CPOS Seminar: "Drug Delivery and Therapeutic Drug Monitoring (TDM): Improving Therapeutic Efficacy through Carrier Design and Personalized TDM"
Speaker: Kon Son, Postdoctoral Researcher, Plaxco Group, Institute for Collaborative Biotechnologies, University of California Santa Barbara
Improving therapeutic efficacy through innovative drug carrier design is essential for advancing precision medicine and overcoming limitations of conventional drug delivery. Traditional therapies often face challenges such as rapid metabolism, low bioavailability, and non-specific distribution, reducing therapeutic effects and increasing side effects. Drug carriers—such as liposomes, dendrimers, and polymeric micelles—enhance pharmacokinetic and pharmacodynamic profiles by protecting drugs, enabling controlled release, and targeting diseased tissues via passive or active mechanisms using ligands. These carriers can self-assemble from lipid or peptide amphiphiles, where tuning the hydrophilic chain and hydrophobic region confers functional and morphological control. This strategy concentrates drugs at the action site while limiting healthy tissue exposure, improving efficacy and reducing toxicity.
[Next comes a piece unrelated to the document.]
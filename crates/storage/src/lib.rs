#![forbid(unsafe_code)]

pub mod question_bank;
pub mod repository;
pub mod sqlite;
Personalized therapeutic drug monitoring (TDM) ensures patients receive safe, effective dosages based on their biological profiles. Genetic differences, organ function, and age influence how individuals absorb, metabolize, and eliminate drugs. TDM involves measuring drug concentrations and biomarkers in fluids—such as plasma or interstitial fluid—to adjust dosages in real time and maintain optimal levels. Electrochemical aptamer-based (EAB) sensors provide a generalizable, real-time, in vivo method for tracking specific molecules, using conformation-linked signaling that avoids chemical transformation of the target. Combined with smart carriers, TDM enables precise delivery and individualized dosing—a synergistic strategy that maximizes benefit and minimizes harm.